Split all lines by reference string into groups
Here's an example table I'm working with:
n = c(rep("A",3),rep("B",3),rep("C",3))
m = c("X", "Y", "Z", "X", "Y", "Z", "X", "Y", "Z")
s = 1:9
b = 5:13
c = 20:28
d = c(rep("abc", 9))
df = data.frame(d, n, m, s, b, c)
df
Below is the table:
d n m s b c
abc A X 1 5 20
abc A Y 2 6 21
abc A Z 3 7 22
abc B X 4 8 23
abc B Y 5 9 24
abc B Z 6 10 25
abc C X 7 11 26
abc C Y 8 12 27
abc C Z 9 13 28
I will refer to each row as a concatenation of its column n and m values (e.g. AX rows, CZ rows, etc.). I would like to split each of the A lines by the AY line, each of the B lines by the BY line, and each of the C lines by the CY line (may not always be Y, sometimes X or Z). I essentially want to re-arrange the data (columns s, b and c) by group (where column n is the group) using X, Y, or Z (column m) as the base.

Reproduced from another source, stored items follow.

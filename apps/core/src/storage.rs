//! Namespaced persistence of the selection, timings and countdown.
//!
//! Every key is stored as `prayer-times-<name>` with a JSON value. Failures are
//! logged and swallowed: a broken store degrades to defaults, it never takes the
//! widget down.

use std::collections::BTreeMap;

use serde::{de::DeserializeOwned, Serialize};

use crate::domain::{NextPrayer, Selection, Timings};
use crate::error::PersistenceError;

pub const STORAGE_PREFIX: &str = "prayer-times-";

/// Durable string key-value store (localStorage, a JSON file, memory).
pub trait KeyValueStore {
    fn get(&self, key: &str) -> Result<Option<String>, PersistenceError>;

    fn set(&mut self, key: &str, value: &str) -> Result<(), PersistenceError>;

    fn remove(&mut self, key: &str) -> Result<(), PersistenceError>;

    /// Every key in the store, including ones outside our namespace.
    fn keys(&self) -> Result<Vec<String>, PersistenceError>;
}

impl<S: KeyValueStore + ?Sized> KeyValueStore for Box<S> {
    fn get(&self, key: &str) -> Result<Option<String>, PersistenceError> {
        (**self).get(key)
    }

    fn set(&mut self, key: &str, value: &str) -> Result<(), PersistenceError> {
        (**self).set(key, value)
    }

    fn remove(&mut self, key: &str) -> Result<(), PersistenceError> {
        (**self).remove(key)
    }

    fn keys(&self) -> Result<Vec<String>, PersistenceError> {
        (**self).keys()
    }
}

#[derive(Debug, Clone, Default, PartialEq, Eq)]
pub struct MemoryStore {
    entries: BTreeMap<String, String>,
}

impl MemoryStore {
    pub fn new() -> Self {
        Self::default()
    }

    pub fn with_entries<K: Into<String>, V: Into<String>>(
        entries: impl IntoIterator<Item = (K, V)>,
    ) -> Self {
        Self {
            entries: entries
                .into_iter()
                .map(|(key, value)| (key.into(), value.into()))
                .collect(),
        }
    }
}

impl KeyValueStore for MemoryStore {
    fn get(&self, key: &str) -> Result<Option<String>, PersistenceError> {
        Ok(self.entries.get(key).cloned())
    }

    fn set(&mut self, key: &str, value: &str) -> Result<(), PersistenceError> {
        self.entries.insert(key.to_string(), value.to_string());
        Ok(())
    }

    fn remove(&mut self, key: &str) -> Result<(), PersistenceError> {
        self.entries.remove(key);
        Ok(())
    }

    fn keys(&self) -> Result<Vec<String>, PersistenceError> {
        Ok(self.entries.keys().cloned().collect())
    }
}

#[derive(Debug, Clone, Copy, PartialEq, Eq)]
pub enum StorageKey {
    Continent,
    Country,
    City,
    Method,
    PrayerTimes,
    NextPrayer,
}

impl StorageKey {
    pub const fn as_str(self) -> &'static str {
        match self {
            Self::Continent => "continent",
            Self::Country => "country",
            Self::City => "city",
            Self::Method => "method",
            Self::PrayerTimes => "prayerTimes",
            Self::NextPrayer => "nextPrayer",
        }
    }

    pub fn storage_key(self) -> String {
        format!("{STORAGE_PREFIX}{}", self.as_str())
    }
}

/// Everything a previous session left behind.
#[derive(Debug, Clone, Default, PartialEq, Eq)]
pub struct Saved {
    pub selection: Selection,
    pub timings: Option<Timings>,
    pub next_prayer: Option<NextPrayer>,
}

#[derive(Debug)]
pub struct Persistence<S> {
    store: S,
}

impl<S: KeyValueStore> Persistence<S> {
    pub const fn new(store: S) -> Self {
        Self { store }
    }

    pub const fn store(&self) -> &S {
        &self.store
    }

    pub fn save<T: Serialize + ?Sized>(&mut self, key: StorageKey, value: &T) {
        if let Err(e) = self.try_save(key, value) {
            log::warn!("Failed to save {} to storage: {e}", key.as_str());
        }
    }

    fn try_save<T: Serialize + ?Sized>(
        &mut self,
        key: StorageKey,
        value: &T,
    ) -> Result<(), PersistenceError> {
        let raw = serde_json::to_string(value).map_err(|e| PersistenceError::Serialization {
            key: key.as_str().to_string(),
            message: e.to_string(),
        })?;
        self.store.set(&key.storage_key(), &raw)
    }

    /// Stored value, or `None` when absent, unreadable or of the wrong shape.
    pub fn load<T: DeserializeOwned>(&self, key: StorageKey) -> Option<T> {
        match self.try_load(key) {
            Ok(value) => value,
            Err(e) => {
                log::warn!("Failed to load {} from storage: {e}", key.as_str());
                None
            }
        }
    }

    fn try_load<T: DeserializeOwned>(&self, key: StorageKey) -> Result<Option<T>, PersistenceError> {
        let Some(raw) = self.store.get(&key.storage_key())? else {
            return Ok(None);
        };
        serde_json::from_str(&raw)
            .map(Some)
            .map_err(|e| PersistenceError::Serialization {
                key: key.as_str().to_string(),
                message: e.to_string(),
            })
    }

    pub fn remove(&mut self, key: StorageKey) {
        if let Err(e) = self.store.remove(&key.storage_key()) {
            log::warn!("Failed to remove {} from storage: {e}", key.as_str());
        }
    }

    pub fn load_all(&self) -> Saved {
        Saved {
            selection: Selection {
                continent: self.load::<String>(StorageKey::Continent).filter(|v| !v.is_empty()),
                country: self.load::<String>(StorageKey::Country).filter(|v| !v.is_empty()),
                city: self.load::<String>(StorageKey::City).filter(|v| !v.is_empty()),
                method: self.load(StorageKey::Method),
            },
            timings: self.load(StorageKey::PrayerTimes),
            next_prayer: self.load(StorageKey::NextPrayer),
        }
    }

    /// Removes every key under [`STORAGE_PREFIX`] and nothing else.
    pub fn clear(&mut self) {
        let keys = match self.store.keys() {
            Ok(keys) => keys,
            Err(e) => {
                log::warn!("Failed to clear storage: {e}");
                return;
            }
        };

        for key in keys.iter().filter(|key| key.starts_with(STORAGE_PREFIX)) {
            if let Err(e) = self.store.remove(key) {
                log::warn!("Failed to remove {key} from storage: {e}");
            }
        }
    }
}

#[cfg(test)]
mod tests {
    use super::*;
    use crate::domain::Prayer;
    use chrono::NaiveDate;

    /// A store whose every operation fails, like a browser with storage disabled.
    struct BrokenStore;

    impl KeyValueStore for BrokenStore {
        fn get(&self, _key: &str) -> Result<Option<String>, PersistenceError> {
            Err(PersistenceError::Unavailable("denied".to_string()))
        }

        fn set(&mut self, _key: &str, _value: &str) -> Result<(), PersistenceError> {
            Err(PersistenceError::Unavailable("denied".to_string()))
        }

        fn remove(&mut self, _key: &str) -> Result<(), PersistenceError> {
            Err(PersistenceError::Unavailable("denied".to_string()))
        }

        fn keys(&self) -> Result<Vec<String>, PersistenceError> {
            Err(PersistenceError::Unavailable("denied".to_string()))
        }
    }

    #[test]
    fn values_are_json_under_prefixed_keys() {
        let mut persistence = Persistence::new(MemoryStore::new());
        persistence.save(StorageKey::Country, "Algeria");
        persistence.save(StorageKey::Method, &12_u16);

        assert_eq!(
            persistence.store().get("prayer-times-country").unwrap(),
            Some("\"Algeria\"".to_string())
        );
        assert_eq!(persistence.load::<u16>(StorageKey::Method), Some(12));
    }

    #[test]
    fn load_all_collects_selection_timings_and_countdown() {
        let mut persistence = Persistence::new(MemoryStore::new());
        let record = NextPrayer {
            name: Prayer::Isha,
            time_str: "20:15".to_string(),
            next_date: NaiveDate::from_ymd_opt(2024, 3, 1)
                .and_then(|d| d.and_hms_opt(20, 15, 0))
                .unwrap(),
        };
        let timings: Timings = [("Isha", "20:15")].into_iter().collect();

        persistence.save(StorageKey::Continent, "africa");
        persistence.save(StorageKey::PrayerTimes, &timings);
        persistence.save(StorageKey::NextPrayer, &record);

        let saved = persistence.load_all();
        assert_eq!(saved.selection.continent.as_deref(), Some("africa"));
        assert_eq!(saved.selection.country, None);
        assert_eq!(saved.timings, Some(timings));
        assert_eq!(saved.next_prayer, Some(record));
    }

    #[test]
    fn corrupt_values_degrade_to_none() {
        let persistence = Persistence::new(MemoryStore::with_entries([
            ("prayer-times-method", "not json"),
            ("prayer-times-nextPrayer", "{\"name\":\"Fajr\"}"),
        ]));

        let saved = persistence.load_all();
        assert_eq!(saved.selection.method, None);
        assert_eq!(saved.next_prayer, None);
    }

    #[test]
    fn clear_only_touches_namespaced_keys() {
        let mut persistence = Persistence::new(MemoryStore::with_entries([
            ("prayer-times-city", "\"Oran\""),
            ("prayer-times-nextPrayer", "{}"),
            ("theme", "\"dark\""),
            ("other-app-prayer-times-city", "\"Paris\""),
        ]));

        persistence.clear();

        assert_eq!(
            persistence.store().keys().unwrap(),
            vec!["other-app-prayer-times-city".to_string(), "theme".to_string()]
        );
    }

    #[test]
    fn unavailable_store_is_tolerated() {
        let mut persistence = Persistence::new(BrokenStore);
        persistence.save(StorageKey::City, "Oran");
        persistence.remove(StorageKey::City);
        persistence.clear();
        assert_eq!(persistence.load_all(), Saved::default());
    }
}
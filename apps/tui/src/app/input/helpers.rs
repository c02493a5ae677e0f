pub const fn wrap_decrement(index: usize, len: usize) -> usize {
    if len == 0 {
        return 0;
    }

    if index == 0 || index >= len {
        len - 1
    } else {
        index - 1
    }
}

pub const fn wrap_increment(index: usize, len: usize) -> usize {
    if len == 0 {
        return 0;
    }

    (index + 1) % len
}

/// Position of `current` in `order`, or the first entry when it is missing.
pub fn position_or_first<T: PartialEq>(order: &[T], current: &T) -> usize {
    order.iter().position(|item| item == current).unwrap_or(0)
}
//! Remote data client for the three public endpoints the widget talks to.
//!
//! Each shell supplies its own [`Transport`] (reqwest in the terminal, `fetch`
//! in the browser); URL building, envelope parsing, sorting and the city cache
//! live here so both shells behave identically.

use std::collections::HashMap;
use std::sync::{Mutex, PoisonError};

use chrono::NaiveDate;
use serde_json::{json, Value};
use url::Url;

use crate::domain::Timings;
use crate::error::{ApiError, Resource, TransportError};
use crate::time::format_api_date;

pub const DEFAULT_COUNTRIES_URL: &str = "https://restcountries.com/v3.1/region";
pub const DEFAULT_CITIES_URL: &str = "https://countriesnow.space/api/v0.1/countries/cities";
pub const DEFAULT_TIMINGS_URL: &str = "https://api.aladhan.com/v1/timingsByCity";

#[derive(Debug, Clone, PartialEq, Eq)]
pub struct Endpoints {
    /// Base of the continent-scoped country list; the continent is appended as
    /// a path segment.
    pub countries: String,
    pub cities: String,
    pub timings: String,
}

impl Default for Endpoints {
    fn default() -> Self {
        Self {
            countries: DEFAULT_COUNTRIES_URL.to_string(),
            cities: DEFAULT_CITIES_URL.to_string(),
            timings: DEFAULT_TIMINGS_URL.to_string(),
        }
    }
}

/// JSON over HTTP. Non-success statuses must come back as
/// [`TransportError::Status`].
#[allow(async_fn_in_trait)]
pub trait Transport {
    async fn get_json(&self, url: &str) -> Result<Value, TransportError>;

    async fn post_json(&self, url: &str, body: &Value) -> Result<Value, TransportError>;
}

#[derive(Debug, Clone, PartialEq, Eq)]
pub struct TimingsQuery {
    pub city: String,
    pub country: String,
    pub method: u16,
    pub date: Option<NaiveDate>,
}

/// Client with a session-scoped city cache.
///
/// The cache has no TTL: a country's city list is fetched at most once per
/// client, so a long-lived session never sees upstream changes.
#[derive(Debug)]
pub struct PrayerApi<T> {
    transport: T,
    endpoints: Endpoints,
    city_cache: Mutex<HashMap<String, Vec<String>>>,
}

impl<T: Transport> PrayerApi<T> {
    pub fn new(transport: T, endpoints: Endpoints) -> Self {
        Self {
            transport,
            endpoints,
            city_cache: Mutex::new(HashMap::new()),
        }
    }

    /// Country names of a continent, sorted and de-duplicated.
    pub async fn fetch_countries(&self, continent: &str) -> Result<Vec<String>, ApiError> {
        let url = countries_url(&self.endpoints.countries, continent)?;
        let body = self
            .transport
            .get_json(url.as_str())
            .await
            .map_err(|e| ApiError::from_transport(Resource::Countries, e))?;

        parse_countries(&body)
    }

    /// City names of a country, sorted. Only successful results are cached.
    pub async fn fetch_cities(&self, country: &str) -> Result<Vec<String>, ApiError> {
        if let Some(cities) = self.cached_cities(country) {
            return Ok(cities);
        }

        let body = self
            .transport
            .post_json(&self.endpoints.cities, &json!({ "country": country }))
            .await
            .map_err(|e| ApiError::from_transport(Resource::Cities, e))?;

        let cities = parse_cities(&body)?;
        self.city_cache
            .lock()
            .unwrap_or_else(PoisonError::into_inner)
            .insert(country.to_string(), cities.clone());
        Ok(cities)
    }

    pub fn cached_cities(&self, country: &str) -> Option<Vec<String>> {
        self.city_cache
            .lock()
            .unwrap_or_else(PoisonError::into_inner)
            .get(country)
            .cloned()
    }

    /// Timings for the location, for `query.date` or today when absent.
    pub async fn fetch_prayer_times(&self, query: &TimingsQuery) -> Result<Timings, ApiError> {
        let url = timings_url(&self.endpoints.timings, query)?;
        let body = self
            .transport
            .get_json(url.as_str())
            .await
            .map_err(|e| ApiError::from_transport(Resource::PrayerTimes, e))?;

        parse_timings(&body)
    }
}

fn invalid_endpoint(resource: Resource, endpoint: &str, reason: impl std::fmt::Display) -> ApiError {
    ApiError::network(resource, None, format!("invalid endpoint '{endpoint}': {reason}"))
}

fn countries_url(base: &str, continent: &str) -> Result<Url, ApiError> {
    let mut url =
        Url::parse(base).map_err(|e| invalid_endpoint(Resource::Countries, base, e))?;
    url.path_segments_mut()
        .map_err(|()| invalid_endpoint(Resource::Countries, base, "cannot be a base"))?
        .pop_if_empty()
        .push(continent);
    Ok(url)
}

fn timings_url(base: &str, query: &TimingsQuery) -> Result<Url, ApiError> {
    let mut url =
        Url::parse(base).map_err(|e| invalid_endpoint(Resource::PrayerTimes, base, e))?;
    {
        let mut pairs = url.query_pairs_mut();
        pairs
            .append_pair("city", &query.city)
            .append_pair("country", &query.country)
            .append_pair("method", &query.method.to_string());
        if let Some(date) = query.date {
            pairs.append_pair("date", &format_api_date(date));
        }
    }
    Ok(url)
}

fn parse_countries(body: &Value) -> Result<Vec<String>, ApiError> {
    let entries = body
        .as_array()
        .ok_or_else(|| ApiError::data(Resource::Countries, "expected a list of countries"))?;

    let mut names = entries
        .iter()
        .filter_map(|entry| entry.pointer("/name/common").and_then(Value::as_str))
        .map(str::to_string)
        .collect::<Vec<_>>();
    names.sort_unstable();
    names.dedup();
    Ok(names)
}

fn parse_cities(body: &Value) -> Result<Vec<String>, ApiError> {
    let entries = body
        .get("data")
        .and_then(Value::as_array)
        .ok_or_else(|| ApiError::data(Resource::Cities, "Cities not found"))?;

    let mut cities = entries
        .iter()
        .map(|city| city.as_str().map(str::to_string))
        .collect::<Option<Vec<_>>>()
        .ok_or_else(|| ApiError::data(Resource::Cities, "city list contains non-text entries"))?;
    cities.sort_unstable();
    cities.dedup();
    Ok(cities)
}

fn parse_timings(body: &Value) -> Result<Timings, ApiError> {
    let timings = body
        .pointer("/data/timings")
        .and_then(Value::as_object)
        .ok_or_else(|| ApiError::data(Resource::PrayerTimes, "response lacks a timings object"))?;

    Ok(timings
        .iter()
        .filter_map(|(name, time)| time.as_str().map(|time| (name.clone(), time.to_string())))
        .collect())
}

#[cfg(test)]
mod tests {
    use super::*;
    use crate::domain::Prayer;
    use std::collections::VecDeque;

    #[derive(Debug, Clone, PartialEq)]
    enum Call {
        Get(String),
        Post(String, Value),
    }

    #[derive(Default)]
    struct ScriptedTransport {
        replies: Mutex<VecDeque<Result<Value, TransportError>>>,
        calls: Mutex<Vec<Call>>,
    }

    impl ScriptedTransport {
        fn replying(replies: Vec<Result<Value, TransportError>>) -> Self {
            Self {
                replies: Mutex::new(replies.into()),
                calls: Mutex::default(),
            }
        }

        fn calls(&self) -> Vec<Call> {
            self.calls.lock().unwrap().clone()
        }

        fn next_reply(&self) -> Result<Value, TransportError> {
            self.replies
                .lock()
                .unwrap()
                .pop_front()
                .unwrap_or_else(|| Err(TransportError::Failed("no scripted reply".to_string())))
        }
    }

    impl Transport for ScriptedTransport {
        async fn get_json(&self, url: &str) -> Result<Value, TransportError> {
            self.calls.lock().unwrap().push(Call::Get(url.to_string()));
            self.next_reply()
        }

        async fn post_json(&self, url: &str, body: &Value) -> Result<Value, TransportError> {
            self.calls
                .lock()
                .unwrap()
                .push(Call::Post(url.to_string(), body.clone()));
            self.next_reply()
        }
    }

    fn client(replies: Vec<Result<Value, TransportError>>) -> PrayerApi<ScriptedTransport> {
        PrayerApi::new(ScriptedTransport::replying(replies), Endpoints::default())
    }

    #[tokio::test]
    async fn countries_are_sorted_and_unique() {
        let api = client(vec![Ok(json!([
            { "name": { "common": "Kenya" } },
            { "name": { "common": "Algeria" } },
            { "name": { "official": "no common name" } },
            { "name": { "common": "Egypt" } },
            { "name": { "common": "Algeria" } },
        ]))]);

        let countries = api.fetch_countries("africa").await.unwrap();

        assert_eq!(countries, vec!["Algeria", "Egypt", "Kenya"]);
        assert!(countries.windows(2).all(|pair| pair[0] < pair[1]));
        assert_eq!(
            api.transport.calls(),
            vec![Call::Get(
                "https://restcountries.com/v3.1/region/africa".to_string()
            )]
        );
    }

    #[tokio::test]
    async fn countries_surface_http_status_as_network_error() {
        let api = client(vec![Err(TransportError::Status {
            code: 500,
            message: "Internal Server Error".to_string(),
        })]);

        let err = api.fetch_countries("asia").await.unwrap_err();
        assert!(matches!(
            err,
            ApiError::Network {
                resource: Resource::Countries,
                status: Some(500),
                ..
            }
        ));
    }

    #[tokio::test]
    async fn cities_are_fetched_once_per_country() {
        let api = client(vec![Ok(json!({
            "error": false,
            "data": ["Oran", "Algiers", "Constantine"]
        }))]);

        let first = api.fetch_cities("Algeria").await.unwrap();
        let second = api.fetch_cities("Algeria").await.unwrap();

        assert_eq!(first, vec!["Algiers", "Constantine", "Oran"]);
        assert_eq!(first, second);
        assert_eq!(
            api.transport.calls(),
            vec![Call::Post(
                DEFAULT_CITIES_URL.to_string(),
                json!({ "country": "Algeria" })
            )]
        );
    }

    #[tokio::test]
    async fn failed_city_lookups_are_not_cached() {
        let api = client(vec![
            Err(TransportError::Failed("connection reset".to_string())),
            Ok(json!({ "data": ["Lyon"] })),
        ]);

        assert!(api.fetch_cities("France").await.is_err());
        assert_eq!(api.cached_cities("France"), None);
        assert_eq!(api.fetch_cities("France").await.unwrap(), vec!["Lyon"]);
        assert_eq!(api.transport.calls().len(), 2);
    }

    #[tokio::test]
    async fn malformed_city_list_is_a_data_error() {
        let api = client(vec![Ok(json!({ "error": true, "msg": "country not found" }))]);

        let err = api.fetch_cities("Atlantis").await.unwrap_err();
        assert_eq!(err, ApiError::data(Resource::Cities, "Cities not found"));
    }

    #[tokio::test]
    async fn timings_query_carries_method_and_explicit_date() {
        let api = client(vec![Ok(json!({
            "code": 200,
            "data": { "timings": { "Fajr": "05:00", "Isha": "20:15", "Sunrise": "06:31" } }
        }))]);

        let query = TimingsQuery {
            city: "Abou el Hassan".to_string(),
            country: "Algeria".to_string(),
            method: 2,
            date: NaiveDate::from_ymd_opt(2024, 3, 2),
        };
        let timings = api.fetch_prayer_times(&query).await.unwrap();

        assert_eq!(timings.get(Prayer::Fajr), Some("05:00"));
        assert_eq!(timings.get(Prayer::Isha), Some("20:15"));
        assert_eq!(timings.get(Prayer::Dhuhr), None);
        assert_eq!(
            api.transport.calls(),
            vec![Call::Get(
                "https://api.aladhan.com/v1/timingsByCity?city=Abou+el+Hassan&country=Algeria&method=2&date=02-03-2024"
                    .to_string()
            )]
        );
    }

    #[tokio::test]
    async fn timings_without_envelope_are_a_data_error() {
        let api = client(vec![Ok(json!({ "data": "Invalid city" }))]);

        let query = TimingsQuery {
            city: "Nowhere".to_string(),
            country: "Algeria".to_string(),
            method: 3,
            date: None,
        };
        let err = api.fetch_prayer_times(&query).await.unwrap_err();
        assert!(matches!(
            err,
            ApiError::Data {
                resource: Resource::PrayerTimes,
                ..
            }
        ));
    }
}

I need columns d, n and m to stay intact. If possible, I would like to do this by specifying X, Y, or Z in the code directly to indicate which string will be the base, not [1], [2] or [3] (since they may not always be in the same order, and it's more intuitive for the user). I'm new to R and using dplyr, but I couldn't find a good way to do this.
Thank you for your help.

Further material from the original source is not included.